What do I do, please help me

Romefalls19
Feb 20, 2009, 06:37 AM
Finally, someone I believe who feels remorse and isn't blaming anyone else but yourself for your actions. I say tell him, he has a right to know about the infidelity, and then he makes the choice. That's all you can do

kctiger
Feb 20, 2009, 06:41 AM
I take a very different stance on this. I believe you truly feel remorse, as Rome said, but I also believe it serves NO purpose to tell him. This is YOUR mistake, and for YOU to live with. It would lead to only heartbreak for him in the long run, and he just doesn't deserve that. What he does deserve is a wife who will NOW be FOREVER faithful to her husband... can you handle that?

I have never told anyone this, but here it goes. Awhile back my Mom told me she had an affair (one night stand) with another man, while married to my dad. This was when I was maybe 3 or 4 years old. She, to this day, has always felt remorse about it. When she explained to me why she NEVER told my father, I understood, and I didn't get mad. It is so easy to rush to say, "Tell him/her." In the end, it isn't always worth it. This year they celebrate their 27th year of marriage together, which now days is a freaking miracle.

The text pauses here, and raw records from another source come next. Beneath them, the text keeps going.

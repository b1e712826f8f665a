//! HTML escaping for code block bodies.

/// Escape the five reserved HTML characters.
///
/// Maps `&`, `<`, `>`, `"`, and `'` to entities and leaves every other
/// character untouched. Total: never fails on any input.
pub fn escape_html(text: &str) -> String {
    let mut escaped = String::with_capacity(text.len());
    for c in text.chars() {
        match c {
            '&' => escaped.push_str("&amp;"),
            '<' => escaped.push_str("&lt;"),
            '>' => escaped.push_str("&gt;"),
            '"' => escaped.push_str("&quot;"),
            '\'' => escaped.push_str("&#39;"),
            _ => escaped.push(c),
        }
    }
    escaped
}
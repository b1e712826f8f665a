//! grist - markdown renderer with frontmatter extraction

use std::fs;
use std::process::ExitCode;

use clap::Parser;

use grist::{Document, FrontmatterValue, parse_document};

#[derive(Parser)]
#[command(name = "grist")]
#[command(version, about = "Render markdown to HTML with frontmatter extraction", long_about = None)]
#[command(after_help = "EXAMPLES:
    grist post.md post.html     Render markdown to HTML
    grist post.md --json        Print the parsed document as JSON
    grist -m post.md            Show frontmatter metadata")]
struct Cli {
    /// Input markdown file
    #[arg(value_name = "INPUT")]
    input: String,

    /// Output HTML file
    #[arg(value_name = "OUTPUT", required_unless_present_any = ["meta", "json"])]
    output: Option<String>,

    /// Show frontmatter metadata without rendering
    #[arg(short, long)]
    meta: bool,

    /// Print the parsed document (frontmatter, content, rawContent) as JSON
    #[arg(long)]
    json: bool,

    /// Suppress output messages
    #[arg(short, long)]
    quiet: bool,
}

fn main() -> ExitCode {
    let cli = Cli::parse();

    let result = if cli.meta {
        show_meta(&cli.input)
    } else if cli.json {
        show_json(&cli.input)
    } else {
        let output = cli.output.expect("output required");
        convert(&cli.input, &output, cli.quiet)
    };

    match result {
        Ok(()) => ExitCode::SUCCESS,
        Err(e) => {
            eprintln!("error: {e}");
            ExitCode::FAILURE
        }
    }
}

fn show_meta(path: &str) -> Result<(), String> {
    let doc = load(path)?;
    for (key, value) in &doc.frontmatter {
        println!("{key}: {}", format_value(value));
    }
    Ok(())
}

fn show_json(path: &str) -> Result<(), String> {
    let doc = load(path)?;
    let json = serde_json::to_string_pretty(&doc).map_err(|e| e.to_string())?;
    println!("{json}");
    Ok(())
}

fn convert(input: &str, output: &str, quiet: bool) -> Result<(), String> {
    let doc = load(input)?;
    fs::write(output, &doc.content).map_err(|e| e.to_string())?;
    if !quiet {
        println!("{input} -> {output}");
    }
    Ok(())
}

fn load(path: &str) -> Result<Document, String> {
    let source = fs::read_to_string(path).map_err(|e| e.to_string())?;
    Ok(parse_document(&source))
}

fn format_value(value: &FrontmatterValue) -> String {
    match value {
        FrontmatterValue::String(s) => s.clone(),
        FrontmatterValue::Number(n) => n.to_string(),
        FrontmatterValue::Boolean(b) => b.to_string(),
        FrontmatterValue::List(items) => items.join(", "),
    }
}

Mistakes happen, and I think it is up to you to decide what to do, but I KNOW, that if my mom would have told my dad, they wouldn't be married to this day... and to me, that just ain't worth it. Maybe I am wrong... good luck.

Romefalls19
Feb 20, 2009, 06:48 AM
While I see your point KC, I would still want to know. To have the power to walk away or stick it out, because he is true to the relationship and she was not. I believe it should be his choice, the decision is up to her, but I would want to know.

kctiger
Feb 20, 2009, 06:50 AM
I believe my situation may have been different, as a child (me) was involved. That issue complicates things a bit. I am not sure a child is involved here, so I think it makes a bit more sense to do what you said...

Romefalls19
Feb 20, 2009, 06:54 AM
Yea, children ALWAYS complicate the relationship. It makes it a lot harder to walk away because you worry about the well-being of the child(ren)

UnluckyDucky
Feb 20, 2009, 07:39 AM
This is a tough one. I see arguments for both telling him and not telling him. I hope you've been tested for any STDs and the like - if you haven't already that might be something you should really consider doing.

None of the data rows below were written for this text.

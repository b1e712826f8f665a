//! Markdown to HTML rendering.
//!
//! The renderer is an ordered sequence of rewrite passes over the whole
//! working string. Each pass rewrites all non-overlapping matches of one
//! recognizer from the pattern table before the next pass begins, and the
//! paragraph wrapper runs last. Passes never re-examine their own output
//! except where a later pass's pattern happens to match it; that ordering
//! hazard is part of the contract, not an accident to engineer away.
//!
//! - [`escape`]: pure HTML escaping used inside fenced code bodies
//! - [`patterns`]: the immutable table of named recognizers
//! - [`paragraph`]: the final wrapping pass

mod escape;
mod paragraph;
pub(crate) mod patterns;

pub use escape::escape_html;

/// Render markdown to HTML.
///
/// Applies the rewrite passes in their fixed order (headings, images,
/// links, code blocks, inline code, bold, italic, horizontal rules) and
/// wraps the remaining inline text in paragraphs. Total: malformed
/// constructs are left as literal text, never reported as errors.
///
/// # Examples
///
/// ```
/// use grist::render;
///
/// assert_eq!(render("# Hello"), "<h1>Hello</h1>");
/// assert_eq!(
///     render("Try the _new_ `build` flag"),
///     "<p>Try the <em>new</em> <code>build</code> flag</p>"
/// );
/// ```
pub fn render(markdown: &str) -> String {
    let mut html = markdown.to_string();
    for pass in patterns::passes() {
        html = pass.apply(&html);
    }
    paragraph::wrap(&html)
}

#[cfg(test)]
mod tests {
    use super::*;
    use proptest::prelude::*;

    #[test]
    fn test_heading() {
        assert_eq!(render("# Hello"), "<h1>Hello</h1>");
    }

    #[test]
    fn test_heading_wraps_before_inline_passes() {
        assert_eq!(
            render("# **Bold** heading"),
            "<h1><strong>Bold</strong> heading</h1>"
        );
    }

    #[test]
    fn test_image_rewrites_before_link() {
        assert_eq!(
            render("see ![logo](logo.png) and [home](/) too"),
            r#"<p>see <img src="logo.png" alt="logo" /> and <a href="/">home</a> too</p>"#
        );
    }

    #[test]
    fn test_block_heuristic_spares_tag_bounded_inline_content() {
        // A block that happens to start and end with a tag is taken for a
        // rendered block element and skipped by the paragraph wrapper.
        assert_eq!(
            render("![logo](logo.png) and [home](/)"),
            r#"<img src="logo.png" alt="logo" /> and <a href="/">home</a>"#
        );
    }

    #[test]
    fn test_fenced_body_escaped_inline_body_not() {
        let fenced = render("```\n<script>alert(1)</script>\n```");
        assert_eq!(
            fenced,
            "<pre><code>&lt;script&gt;alert(1)&lt;/script&gt;</code></pre>"
        );

        let inline = render("`<script>alert(1)</script>`");
        assert_eq!(inline, "<code><script>alert(1)</script></code>");
    }

    #[test]
    fn test_horizontal_rule_not_rewrapped() {
        assert_eq!(render("---"), "<hr />");
        assert_eq!(render("before\n\n---\n\nafter"), "<p>before</p>\n\n<hr />\n\n<p>after</p>");
    }

    #[test]
    fn test_mixed_document() {
        let input = "# Title\n\nHello **world**.\n\n---\n\nBye.";
        assert_eq!(
            render(input),
            "<h1>Title</h1>\n\n<p>Hello <strong>world</strong>.</p>\n\n<hr />\n\n<p>Bye.</p>"
        );
    }

    #[test]
    fn test_heading_line_inside_fence_is_rewritten_first() {
        // The heading pass runs over the whole string before the fence is
        // consumed, so a `#` line inside a fence is already HTML (and then
        // escaped) by the time the code block pass captures the body.
        assert_eq!(
            render("```\n# not a heading\n```"),
            "<pre><code>&lt;h1&gt;not a heading&lt;/h1&gt;</code></pre>"
        );
    }

    #[test]
    fn test_empty_input() {
        assert_eq!(render(""), "");
    }

    proptest! {
        #[test]
        fn prop_render_is_deterministic(s in ".*") {
            prop_assert_eq!(render(&s), render(&s));
        }

        #[test]
        fn prop_render_is_total(s in "\\PC*") {
            // Never panics, whatever the input shape.
            let _ = render(&s);
        }
    }
}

People make mistakes all the time and while "being drunk" doesn't condone your actions, I am glad to see that you are trying to take responsibility for them. Part of being responsible individual is owning up to what you've done wrong. Does your husband have a right to know? I personally believe so. But, you should tell him not because you want to assuage your guilt... you should want to tell him because he has the right to know.

Its important to keep in mind that your scenario is going to be unique. None of us here know all the details so we can only give advice and guidance based on what you've provided. I'd really have a tough time myself trying to make this decision. There are so many other factors that I'd be thinking about.. kids.. health issues.. etc.

In my opinion, you should let him know because he deserves to know, and be prepared for the consequences.. but also you need learn to forgive yourself and make every effort to make sure you do not put yourself in the position to make the same mistake again.

is this right
Feb 20, 2009, 08:08 AM
It is a tough one, and as a man, I would want to know. It would kill me, as I tend to dwell on these things.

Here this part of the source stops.